Cleaning with vinegar is inexpensive, natural, and tough on bacteria, mildew, and dirt. Use these vinegar cleaning tips for every room in your home.

If you ever feel overwhelmed by the endless options in the cleaning supplies aisle, listen to us. There's a product you likely already own that can easily clean almost every surface of your home: distilled white vinegar! While it might not have that lemony-fresh scent you expect from other products, cleaning with vinegar is incredibly versatile and affordable.

This natural cleaner easily cuts through mildew, bacteria, and grime and is safe to use on various household surfaces. Check out our cleaning tips below to learn how to clean the bathroom, kitchen, living room, and more with vinegar.

cleaning supplies

BHG / Ana Cadena

How to Clean the Kitchen with Vinegar

Refrigerator: Consider skipping the toxic chemicals where you store your food. Instead, try distilled white vinegar cleaning on refrigerator surfaces. Wipe up spills using a cloth dampened with a vinegar cleaning solution of equal parts vinegar and water. You can even keep a bottle of the mixture stored in your fridge!

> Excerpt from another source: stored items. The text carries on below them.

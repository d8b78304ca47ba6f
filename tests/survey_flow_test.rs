//! 问卷流程端到端测试
//!
//! 用记录型表现层 + 脚本化后端走完整个推进 / 提交流程。

use std::cell::{Cell, RefCell};
use std::collections::HashMap;
use std::time::Duration;

use survey_submit::{
    AdvanceOutcome, AppError, AppResult, Config, FieldValue, PageData, SubmissionRecord,
    SubmissionService, SubmitOutcome, SurveyFlow, SurveyPresenter,
};

// ========== 测试替身 ==========

/// 记录所有可见副作用的表现层
#[derive(Default)]
struct RecordingPresenter {
    /// 每页预先排布好的"用户输入"
    staged: RefCell<HashMap<u8, PageData>>,
    field_errors: RefCell<Vec<(String, String)>>,
    cleared_fields: RefCell<Vec<String>>,
    clear_all_count: Cell<usize>,
    focused: RefCell<Vec<String>>,
    banners: RefCell<Vec<String>>,
    success_count: Cell<usize>,
    enable_events: RefCell<Vec<(Vec<String>, bool)>>,
    forced_values: RefCell<Vec<(String, String)>>,
    page_changes: RefCell<Vec<(u8, u8)>>,
    redirects: RefCell<Vec<Duration>>,
}

impl RecordingPresenter {
    fn stage_page(&self, page: u8, data: PageData) {
        self.staged.borrow_mut().insert(page, data);
    }

    fn error_fields(&self) -> Vec<String> {
        self.field_errors
            .borrow()
            .iter()
            .map(|(f, _)| f.clone())
            .collect()
    }
}

impl SurveyPresenter for RecordingPresenter {
    fn collect_page_data(&self, page: u8) -> PageData {
        self.staged.borrow().get(&page).cloned().unwrap_or_default()
    }

    fn show_field_error(&self, field: &str, message: &str) {
        self.field_errors
            .borrow_mut()
            .push((field.to_string(), message.to_string()));
    }

    fn clear_field_error(&self, field: &str) {
        self.cleared_fields.borrow_mut().push(field.to_string());
    }

    fn clear_all_errors(&self) {
        self.clear_all_count.set(self.clear_all_count.get() + 1);
    }

    fn focus_field(&self, field: &str) {
        self.focused.borrow_mut().push(field.to_string());
    }

    fn show_error(&self, message: &str) {
        self.banners.borrow_mut().push(message.to_string());
    }

    fn show_success(&self) {
        self.success_count.set(self.success_count.get() + 1);
    }

    fn set_fields_enabled(&self, fields: &[&str], enabled: bool) {
        self.enable_events.borrow_mut().push((
            fields.iter().map(|f| f.to_string()).collect(),
            enabled,
        ));
    }

    fn force_field_value(&self, field: &str, value: &str) {
        self.forced_values
            .borrow_mut()
            .push((field.to_string(), value.to_string()));
    }

    fn page_changed(&self, page: u8, progress_percent: u8) {
        self.page_changes.borrow_mut().push((page, progress_percent));
    }

    fn schedule_home_redirect(&self, delay: Duration) {
        self.redirects.borrow_mut().push(delay);
    }
}

/// 脚本化后端：可配置查重结果与保存行为
#[derive(Default)]
struct ScriptedBackend {
    duplicate: bool,
    /// Some(_) 表示保存被拒绝（内层为后端给出的文案）
    reject_save: RefCell<Option<Option<String>>>,
    duplicate_calls: Cell<usize>,
    save_calls: Cell<usize>,
    mark_calls: Cell<usize>,
}

impl ScriptedBackend {
    fn rejecting(message: Option<&str>) -> Self {
        Self {
            reject_save: RefCell::new(Some(message.map(|s| s.to_string()))),
            ..Default::default()
        }
    }
}

impl SubmissionService for ScriptedBackend {
    async fn check_duplicate(&self, _category: &str, _contact: &str) -> AppResult<bool> {
        self.duplicate_calls.set(self.duplicate_calls.get() + 1);
        Ok(self.duplicate)
    }

    async fn save(&self, _record: &SubmissionRecord) -> AppResult<()> {
        self.save_calls.set(self.save_calls.get() + 1);
        match &*self.reject_save.borrow() {
            Some(message) => Err(AppError::save_rejected(message.clone())),
            None => Ok(()),
        }
    }

    async fn mark_submission_time(&self, _category: &str, _contact: &str) -> AppResult<()> {
        self.mark_calls.set(self.mark_calls.get() + 1);
        Ok(())
    }
}

// ========== 测试数据 ==========

fn page(entries: &[(&str, &str)]) -> PageData {
    entries
        .iter()
        .map(|(k, v)| (k.to_string(), FieldValue::text(*v)))
        .collect()
}

fn full_page1() -> PageData {
    page(&[
        ("clientType", "citizen"),
        ("date", "2025-03-14"),
        ("age", "34"),
        ("serviceAvailed", "Business Permit Renewal"),
        ("regionOfResidence", "NCR"),
        ("sex", "female"),
    ])
}

fn full_page2() -> PageData {
    page(&[("cc1", "1"), ("cc2", "2"), ("cc3", "3")])
}

fn full_page3() -> PageData {
    let mut data = PageData::new();
    for i in 0..=8 {
        data.insert(format!("sqd{}", i), FieldValue::text("5"));
    }
    data
}

fn full_page4() -> PageData {
    page(&[
        ("suggestions", "Great service, keep it up."),
        ("email", "resident@example.com"),
    ])
}

/// 永不返回的后端：模拟挂起的网络调用
#[derive(Default)]
struct StalledBackend {
    duplicate_calls: Cell<usize>,
    save_calls: Cell<usize>,
}

impl SubmissionService for StalledBackend {
    async fn check_duplicate(&self, _category: &str, _contact: &str) -> AppResult<bool> {
        self.duplicate_calls.set(self.duplicate_calls.get() + 1);
        std::future::pending().await
    }

    async fn save(&self, _record: &SubmissionRecord) -> AppResult<()> {
        self.save_calls.set(self.save_calls.get() + 1);
        Ok(())
    }

    async fn mark_submission_time(&self, _category: &str, _contact: &str) -> AppResult<()> {
        Ok(())
    }
}

/// 排布四页完整数据并推进到最后一页
fn flow_at_last_page<S: SubmissionService>(backend: S) -> SurveyFlow<S, RecordingPresenter> {
    let presenter = RecordingPresenter::default();
    presenter.stage_page(1, full_page1());
    presenter.stage_page(2, full_page2());
    presenter.stage_page(3, full_page3());
    presenter.stage_page(4, full_page4());

    let mut flow = SurveyFlow::new(Config::default(), backend, presenter);
    assert_eq!(flow.advance(1), AdvanceOutcome::Advanced(2), "第 1 页应该通过");
    assert_eq!(flow.advance(2), AdvanceOutcome::Advanced(3), "第 2 页应该通过");
    assert_eq!(flow.advance(3), AdvanceOutcome::Advanced(4), "第 3 页应该通过");
    flow
}

// ========== 页面推进 ==========

#[test]
fn advance_with_missing_field_stays_and_reports_it() {
    let presenter = RecordingPresenter::default();
    let mut data = full_page1();
    data.remove("age");
    presenter.stage_page(1, data);

    let mut flow = SurveyFlow::new(Config::default(), ScriptedBackend::default(), presenter);

    let outcome = flow.advance(1);

    // 停留在第 1 页，错误集合恰好是缺失的字段
    assert_eq!(flow.current_page(), 1);
    match outcome {
        AdvanceOutcome::Rejected(validation) => {
            assert_eq!(validation.fields(), vec!["age"]);
        }
        other => panic!("应该被拒绝，实际是 {:?}", other),
    }
    assert_eq!(flow.presenter().error_fields(), vec!["age"]);
    // 聚焦提示指向第一个无效字段
    assert_eq!(flow.presenter().focused.borrow().as_slice(), ["age"]);
}

#[test]
fn advance_with_full_page_moves_forward() {
    let presenter = RecordingPresenter::default();
    presenter.stage_page(1, full_page1());

    let mut flow = SurveyFlow::new(Config::default(), ScriptedBackend::default(), presenter);

    assert_eq!(flow.advance(1), AdvanceOutcome::Advanced(2));
    assert_eq!(flow.current_page(), 2);
    assert_eq!(flow.progress_percent(), 50);
    assert_eq!(flow.presenter().page_changes.borrow().as_slice(), [(2, 50)]);
    // 通过的数据已整页提交进会话
    assert_eq!(flow.page_value(1, "age").as_deref(), Some("34"));
}

#[test]
fn advance_on_inactive_page_is_ignored() {
    let presenter = RecordingPresenter::default();
    presenter.stage_page(3, full_page3());

    let mut flow = SurveyFlow::new(Config::default(), ScriptedBackend::default(), presenter);

    assert_eq!(flow.advance(3), AdvanceOutcome::Ignored);
    assert_eq!(flow.current_page(), 1);
}

#[test]
fn retreat_never_validates_and_preserves_data() {
    let presenter = RecordingPresenter::default();
    presenter.stage_page(1, full_page1());
    presenter.stage_page(2, full_page2());

    let mut flow = SurveyFlow::new(Config::default(), ScriptedBackend::default(), presenter);
    flow.advance(1);
    flow.advance(2);
    assert_eq!(flow.current_page(), 3);

    let errors_before = flow.presenter().field_errors.borrow().len();

    assert_eq!(flow.retreat(), 2);
    assert_eq!(flow.retreat(), 1);
    // 第 1 页不再后退
    assert_eq!(flow.retreat(), 1);

    // 后退不触发校验，也不丢数据
    assert_eq!(flow.presenter().field_errors.borrow().len(), errors_before);
    assert_eq!(flow.page_value(2, "cc1").as_deref(), Some("1"));
    assert_eq!(flow.page_value(1, "clientType").as_deref(), Some("citizen"));
}

// ========== 控制字段副作用 ==========

#[test]
fn controlling_field_disables_and_autofills_dependents() {
    let presenter = RecordingPresenter::default();
    let mut flow = SurveyFlow::new(Config::default(), ScriptedBackend::default(), presenter);

    flow.on_controlling_field_change("4");

    // 两个依赖字段被强制为 N/A 并禁用
    assert_eq!(flow.page_value(2, "cc2").as_deref(), Some("5"));
    assert_eq!(flow.page_value(2, "cc3").as_deref(), Some("5"));
    assert_eq!(
        flow.presenter().forced_values.borrow().as_slice(),
        [
            ("cc2".to_string(), "5".to_string()),
            ("cc3".to_string(), "5".to_string())
        ]
    );
    assert_eq!(
        flow.presenter().enable_events.borrow().last(),
        Some(&(vec!["cc2".to_string(), "cc3".to_string()], false))
    );

    flow.on_controlling_field_change("2");

    // 改回其他值：重新启用，但此前被覆盖的值不恢复
    assert_eq!(
        flow.presenter().enable_events.borrow().last(),
        Some(&(vec!["cc2".to_string(), "cc3".to_string()], true))
    );
    assert_eq!(flow.page_value(2, "cc2").as_deref(), Some("5"));
}

#[test]
fn field_event_only_toggles_inline_error() {
    let presenter = RecordingPresenter::default();
    let flow = SurveyFlow::new(Config::default(), ScriptedBackend::default(), presenter);

    flow.on_field_event("email", FieldValue::text("not-an-email"));
    assert_eq!(flow.presenter().error_fields(), vec!["email"]);

    flow.on_field_event("email", FieldValue::text("resident@example.com"));
    assert_eq!(
        flow.presenter().cleared_fields.borrow().as_slice(),
        ["email"]
    );
    // 字段级事件从不改变页面状态
    assert_eq!(flow.current_page(), 1);
}

// ========== 提交序列 ==========

#[tokio::test]
async fn successful_submit_resets_session_and_schedules_redirect() {
    let mut flow = flow_at_last_page(ScriptedBackend::default());

    let outcome = flow.submit().await;

    assert_eq!(outcome, SubmitOutcome::Submitted);
    assert_eq!(flow.submission().duplicate_calls.get(), 1);
    assert_eq!(flow.submission().save_calls.get(), 1);
    assert_eq!(flow.submission().mark_calls.get(), 1);

    // 会话重置：回到第 1 页，四页数据全部清空
    assert_eq!(flow.current_page(), 1);
    assert!(!flow.is_submitting());
    for page in 1..=4 {
        assert_eq!(flow.page_value(page, "clientType"), None);
        assert_eq!(flow.page_value(page, "cc1"), None);
        assert_eq!(flow.page_value(page, "email"), None);
    }

    assert_eq!(flow.presenter().success_count.get(), 1);
    // 延迟跳转已按配置调度
    assert_eq!(
        flow.presenter().redirects.borrow().as_slice(),
        [Duration::from_secs(3)]
    );
}

#[tokio::test]
async fn invalid_last_page_blocks_submit_before_any_backend_call() {
    let presenter = RecordingPresenter::default();
    presenter.stage_page(1, full_page1());
    presenter.stage_page(2, full_page2());
    presenter.stage_page(3, full_page3());
    presenter.stage_page(4, page(&[("email", "not-an-email")]));

    let mut flow = SurveyFlow::new(Config::default(), ScriptedBackend::default(), presenter);
    flow.advance(1);
    flow.advance(2);
    flow.advance(3);

    let outcome = flow.submit().await;

    match outcome {
        SubmitOutcome::ValidationFailed(validation) => {
            assert_eq!(validation.fields(), vec!["email"]);
        }
        other => panic!("应该校验失败，实际是 {:?}", other),
    }
    // 一次后端调用都不该发出
    assert_eq!(flow.submission().duplicate_calls.get(), 0);
    assert_eq!(flow.submission().save_calls.get(), 0);
    assert_eq!(flow.current_page(), 4);
    assert!(!flow.is_submitting());
}

#[tokio::test]
async fn duplicate_prevents_persistence_entirely() {
    let backend = ScriptedBackend {
        duplicate: true,
        ..Default::default()
    };
    let mut flow = flow_at_last_page(backend);

    let outcome = flow.submit().await;

    assert_eq!(outcome, SubmitOutcome::Duplicate);
    // 查重命中后保存从未被调用
    assert_eq!(flow.submission().duplicate_calls.get(), 1);
    assert_eq!(flow.submission().save_calls.get(), 0);
    assert_eq!(flow.submission().mark_calls.get(), 0);

    // 用户看到重复提交提示，可稍后重试
    let banners = flow.presenter().banners.borrow();
    assert_eq!(banners.len(), 1);
    assert!(banners[0].contains("already submitted"), "提示文案: {}", banners[0]);
    drop(banners);

    assert_eq!(flow.current_page(), 4);
    assert!(!flow.is_submitting());
}

#[tokio::test]
async fn save_rejection_surfaces_backend_message() {
    let backend = ScriptedBackend::rejecting(Some("The survey service is temporarily unavailable."));
    let mut flow = flow_at_last_page(backend);

    let outcome = flow.submit().await;

    assert_eq!(outcome, SubmitOutcome::Failed);
    assert_eq!(
        flow.presenter().banners.borrow().as_slice(),
        ["The survey service is temporarily unavailable."]
    );
    // 留在最后一页，提交阶段已释放，可重试
    assert_eq!(flow.current_page(), 4);
    assert!(!flow.is_submitting());
    assert_eq!(flow.submission().mark_calls.get(), 0);
}

#[tokio::test]
async fn save_rejection_without_message_uses_generic_fallback() {
    let backend = ScriptedBackend::rejecting(None);
    let mut flow = flow_at_last_page(backend);

    let outcome = flow.submit().await;

    assert_eq!(outcome, SubmitOutcome::Failed);
    assert_eq!(
        flow.presenter().banners.borrow().as_slice(),
        ["Failed to submit survey. Please try again."]
    );
}

#[tokio::test(start_paused = true)]
async fn hung_backend_call_times_out_and_releases_phase() {
    let mut flow = flow_at_last_page(StalledBackend::default());

    let outcome = flow.submit().await;

    // 超时走通用失败路径：提示用户、释放提交阶段、停留在最后一页
    assert_eq!(outcome, SubmitOutcome::Failed);
    assert!(!flow.is_submitting());
    assert_eq!(flow.current_page(), 4);
    assert_eq!(
        flow.presenter().banners.borrow().as_slice(),
        ["An unexpected error occurred. Please try again."]
    );
    // 查重挂死后不再触碰保存
    assert_eq!(flow.submission().duplicate_calls.get(), 1);
    assert_eq!(flow.submission().save_calls.get(), 0);
}

#[tokio::test]
async fn submit_requested_off_last_page_is_ignored() {
    let presenter = RecordingPresenter::default();
    let mut flow = SurveyFlow::new(Config::default(), ScriptedBackend::default(), presenter);

    // 活动页还在第 1 页
    let outcome = flow.submit().await;

    assert_eq!(outcome, SubmitOutcome::Ignored);
    assert_eq!(flow.submission().duplicate_calls.get(), 0);
    assert_eq!(flow.submission().save_calls.get(), 0);
    assert!(!flow.is_submitting());
}

#[tokio::test]
async fn retry_after_failure_succeeds() {
    let backend = ScriptedBackend::rejecting(None);
    let mut flow = flow_at_last_page(backend);

    assert_eq!(flow.submit().await, SubmitOutcome::Failed);
    assert!(!flow.is_submitting());

    // 后端恢复后重试成功
    *flow.submission().reject_save.borrow_mut() = None;

    assert_eq!(flow.submit().await, SubmitOutcome::Submitted);
    assert_eq!(flow.submission().save_calls.get(), 2);
    assert_eq!(flow.current_page(), 1);
}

Drain: Pour vinegar onto a scrub brush small enough to get inside the disposal. Sprinkle the brush with baking soda, then scrub to remove odors and built-up grime, suggests Mary Findley of, a former pro cleaner and author of The Complete Idiot's Guide to Green Cleaning ($8, Barnes and Noble).

Cutting boards: Try white vinegar for cleaning cutting boards. Spray the surface with straight vinegar, then rinse to clean.

Microwave: Cleaning with vinegar isn't limited to countertops. Remove hard-to-clean microwave splatters and stains by placing 1/2 cup vinegar and 1/2 cup water in a glass bowl. Microwave for two to three minutes, or until it boils, then easily wipe away the buildup.

Stained plastic containers: Coat plastic containers in vinegar, let sit for a few minutes, then wash as usual, says Leslie Reichert of Green Cleaning Coach.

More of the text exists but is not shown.